Shopping locally is a great way to reduce carbon emissions and support your local economy. Your items aren’t being transported from one country to another to get to you, via air or ocean. If the clothes are all round locally made, then the materials and fabrics are sourced in the area as well. It’s a good idea to still check the ethical credentials; locally made clothes also typically have smaller supply chains, which makes it easier to investigate. If a brand is committed to ethical business practices, this has a positive effect on the working conditions and the wages workers are paid.
If you need to fill a gap in your wardrobe, it could be a good idea to check to see if you can get the same (or similar) secondhand before buying a new item. That could mean hitting the charity shops and vintage markets in person, or it could mean browsing for your favourite brands online. There are plenty of resale sites to check out, but we recommend Shwap, a circular fashion marketplace that we (at Birdsong) use for resale of our old collections.
Equally, it’s a good idea to reassess the clothes you do have, and let go of the pieces you no longer wear. If they’re still in good condition, it’s a good idea to find them a new loving home. You can sell them on online resale sites like Shwap, Depop or Vinted, or donate them to a local charity shop. Decluttering will make space for you to see your wardrobe more clearly, and make the process of putting outfits together so much easier.

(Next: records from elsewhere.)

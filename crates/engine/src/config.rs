// Relic - Solidity Recompiler
// Copyright (C) 2024 Zhuo Zhang and Wuqi Zhang
//
// This program is free software: you can redistribute it and/or modify
// it under the terms of the GNU Affero General Public License as published by
// the Free Software Foundation, either version 3 of the License, or
// (at your option) any later version.
//
// This program is distributed in the hope that it will be useful,
// but WITHOUT ANY WARRANTY; without even the implied warranty of
// MERCHANTABILITY or FITNESS FOR A PARTICULAR PURPOSE. See the
// GNU Affero General Public License for more details.
//
// You should have received a copy of the GNU Affero General Public License
// along with this program. If not, see <https://www.gnu.org/licenses/>.

//! Compiler configuration.
//!
//! A [`CompilerConfig`] is built once per invocation and handed to every
//! component that needs it. Nothing in the engine reads process-wide state
//! to decide which compiler to use.

use std::{path::PathBuf, time::Duration};

use relic_common::{CachePath, RelicCachePath};

/// Default root of the compiler binary repository.
pub const DEFAULT_SOLC_REPOSITORY: &str = "https://binaries.soliditylang.org";

/// Default platform key of the native compiler binaries.
pub const DEFAULT_SOLC_PLATFORM: &str = "linux-amd64";

/// Platform directory of the repository hosting the `soljson` builds.
pub const SOLJSON_PLATFORM: &str = "bin";

/// Default capacity of the compiler's output streams (20 MB).
pub const DEFAULT_MAX_OUTPUT_SIZE: usize = 1000 * 1000 * 20;

/// Fallback cache root when no home directory can be determined.
const LOCAL_CACHE_ROOT: &str = "solc-repo";

/// Configuration for compiler acquisition and invocation.
#[derive(Debug, Clone, PartialEq, Eq)]
pub struct CompilerConfig {
    /// Platform directory of the binary repository, e.g. `linux-amd64`
    pub platform: String,
    /// Root URL of the binary repository
    pub repository_url: String,
    /// Root of the on-disk cache. Compilers live under `<cache_root>/solc/<platform>`
    pub cache_root: PathBuf,
    /// Wall-clock limit for a single native compiler run
    pub timeout: Option<Duration>,
    /// Maximum number of bytes accepted on each compiler output stream
    pub max_output_size: usize,
    /// Runner script driving `soljson` builds on the fallback path
    pub solcjs_runner: Option<PathBuf>,
    /// Always use the fallback path, even if a native binary exists
    pub force_fallback: bool,
}

impl Default for CompilerConfig {
    fn default() -> Self {
        Self {
            platform: DEFAULT_SOLC_PLATFORM.into(),
            repository_url: DEFAULT_SOLC_REPOSITORY.into(),
            cache_root: RelicCachePath::default()
                .relic_cache_dir()
                .unwrap_or_else(|| PathBuf::from(LOCAL_CACHE_ROOT)),
            timeout: None,
            max_output_size: DEFAULT_MAX_OUTPUT_SIZE,
            solcjs_runner: None,
            force_fallback: false,
        }
    }
}

impl CompilerConfig {
    /// Set the platform key
    pub fn with_platform(mut self, platform: impl Into<String>) -> Self {
        self.platform = platform.into();
        self
    }

    /// Set the root URL of the binary repository
    pub fn with_repository_url(mut self, url: impl Into<String>) -> Self {
        self.repository_url = url.into();
        self
    }

    /// Set the cache root directory
    pub fn with_cache_root(mut self, root: impl Into<PathBuf>) -> Self {
        self.cache_root = root.into();
        self
    }

    /// Set the wall-clock limit of a compiler run
    pub fn with_timeout(mut self, timeout: Duration) -> Self {
        self.timeout = Some(timeout);
        self
    }

    /// Set the output stream capacity
    pub fn with_max_output_size(mut self, size: usize) -> Self {
        self.max_output_size = size;
        self
    }

    /// Set the `soljson` runner script
    pub fn with_solcjs_runner(mut self, runner: impl Into<PathBuf>) -> Self {
        self.solcjs_runner = Some(runner.into());
        self
    }

    /// Force the fallback path for every compilation
    pub fn with_force_fallback(mut self, force: bool) -> Self {
        self.force_fallback = force;
        self
    }
}

#[cfg(test)]
mod tests {
    use super::*;

    #[test]
    fn test_default_config() {
        let config = CompilerConfig::default();

        assert_eq!(config.platform, "linux-amd64");
        assert_eq!(config.repository_url, "https://binaries.soliditylang.org");
        assert_eq!(config.max_output_size, 20_000_000);
        assert_eq!(config.timeout, None);
        assert!(config.solcjs_runner.is_none());
        assert!(!config.force_fallback);
    }

    #[test]
    fn test_config_builders() {
        let config = CompilerConfig::default()
            .with_platform("macosx-amd64")
            .with_repository_url("http://localhost:1234")
            .with_cache_root("/tmp/relic")
            .with_timeout(Duration::from_secs(60))
            .with_max_output_size(1024)
            .with_solcjs_runner("runner.js")
            .with_force_fallback(true);

        assert_eq!(config.platform, "macosx-amd64");
        assert_eq!(config.repository_url, "http://localhost:1234");
        assert_eq!(config.cache_root, PathBuf::from("/tmp/relic"));
        assert_eq!(config.timeout, Some(Duration::from_secs(60)));
        assert_eq!(config.max_output_size, 1024);
        assert_eq!(config.solcjs_runner, Some(PathBuf::from("runner.js")));
        assert!(config.force_fallback);
    }
}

If you’ve got little holes or rips in your favourite item, it can still be saved! You can patch up your jeans with stitch on patches, and darn moth holes in jumpers with thread in a contrasting colour. You can do it yourself with the assistance of a youtube tutorial, or find a repair scheme that will do it for you. (A handy time to mention that at Birdsong, we’re looking to pilot a repairs and alterations scheme, so stay tuned for good news). Have a look at Visible Mends for some creative inspiration. The possibilities are endless, and the end result will mean your clothes are more individual and unique. You’ll still be able to wear the clothes you love and hopefully save yourself having to repurchase something to replace them.
Wear What You Have
It might sound trite but, the most sustainable fashion choice you can make is to wear what you already have. This is a lot easier if you’ve been taking the tips listed above, but it doesn’t have to be a big operation with a dramatic build up. It could mean finding DIY solutions to revamp older items, updating older styles into something more wearable and versatile. Reorganising your wardrobe so everything is easier to access can also help; you might rediscover items you had forgotten about, or start wearing things in new exciting combinations.
Any and all of these small fixes could make your wardrobe a happier, greener one. And remember that the key to new year’s resolutions is to start with small, sustainable changes that you can stick to. Eventually they turn into long-term habits - hopefully!